*** Records for the exercise Section Begins ***
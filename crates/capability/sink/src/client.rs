//! 时序库客户端
//!
//! - `SinkClient`：会话探测与批量写入抽象
//! - `InfluxClient`：InfluxDB v2 HTTP 实现（`/ping` + `/api/v2/write`）

use crate::error::SinkError;
use async_trait::async_trait;
use reqwest::{StatusCode, Url};
use std::time::Duration;

/// 时序库客户端抽象。
#[async_trait]
pub trait SinkClient: Send + Sync {
    /// 探测时序库是否可用。
    async fn ping(&self) -> Result<(), SinkError>;

    /// 写入一批行协议文本到指定 bucket。
    async fn write_lines(&self, bucket: &str, lines: &[String]) -> Result<(), SinkError>;

    /// 关闭会话。
    async fn close(&self) {}
}

/// InfluxDB 连接参数。
#[derive(Debug, Clone)]
pub struct InfluxConfig {
    pub url: String,
    pub token: String,
    pub org: String,
    pub timeout_ms: u64,
}

/// InfluxDB v2 HTTP 客户端。
#[derive(Debug, Clone)]
pub struct InfluxClient {
    http: reqwest::Client,
    config: InfluxConfig,
}

impl InfluxClient {
    pub fn new(config: InfluxConfig) -> Result<Self, SinkError> {
        let http = reqwest::Client::builder()
            .timeout(Duration::from_millis(config.timeout_ms))
            .build()
            .map_err(|err| SinkError::Connect(err.to_string()))?;
        Ok(Self { http, config })
    }

    fn endpoint(&self, path: &str) -> Result<Url, SinkError> {
        let base = self.config.url.trim_end_matches('/');
        Url::parse(&format!("{}{}", base, path))
            .map_err(|err| SinkError::Fatal(format!("invalid influxdb url: {}", err)))
    }

    fn authorization(&self) -> String {
        format!("Token {}", self.config.token)
    }
}

#[async_trait]
impl SinkClient for InfluxClient {
    async fn ping(&self) -> Result<(), SinkError> {
        let url = self.endpoint("/ping")?;
        let response = self
            .http
            .get(url)
            .header(reqwest::header::AUTHORIZATION, self.authorization())
            .send()
            .await
            .map_err(classify_request_error)?;
        let status = response.status();
        if status.is_success() {
            return Ok(());
        }
        let body = response.text().await.unwrap_or_default();
        Err(classify_status(status, &body))
    }

    async fn write_lines(&self, bucket: &str, lines: &[String]) -> Result<(), SinkError> {
        if lines.is_empty() {
            return Ok(());
        }
        let base = self.endpoint("/api/v2/write")?;
        let url = Url::parse_with_params(
            base.as_str(),
            &[
                ("org", self.config.org.as_str()),
                ("bucket", bucket),
                ("precision", "ns"),
            ],
        )
        .map_err(|err| SinkError::Fatal(format!("invalid influxdb url: {}", err)))?;
        let response = self
            .http
            .post(url)
            .header(reqwest::header::AUTHORIZATION, self.authorization())
            .header(reqwest::header::CONTENT_TYPE, "text/plain; charset=utf-8")
            .body(lines.join("\n"))
            .send()
            .await
            .map_err(classify_request_error)?;
        let status = response.status();
        if status.is_success() {
            return Ok(());
        }
        let body = response.text().await.unwrap_or_default();
        Err(classify_status(status, &body))
    }
}

fn classify_request_error(err: reqwest::Error) -> SinkError {
    if err.is_builder() {
        SinkError::Fatal(err.to_string())
    } else {
        SinkError::Transient(err.to_string())
    }
}

/// 按 HTTP 状态码划分失败类型。
pub(crate) fn classify_status(status: StatusCode, body: &str) -> SinkError {
    let message = format!("http {}: {}", status.as_u16(), body.trim());
    match status.as_u16() {
        401 | 403 | 404 => SinkError::Fatal(message),
        400 | 413 | 422 => SinkError::Rejected(message),
        _ => SinkError::Transient(message),
    }
}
*** Records for the exercise Section Ends ***
**Exercise**. Return a copy of each line in the entries that contains "InfluxConfig".

**Completed exercise**.
pub struct InfluxConfig {
    config: InfluxConfig,
    pub fn new(config: InfluxConfig) -> Result<Self, SinkError> {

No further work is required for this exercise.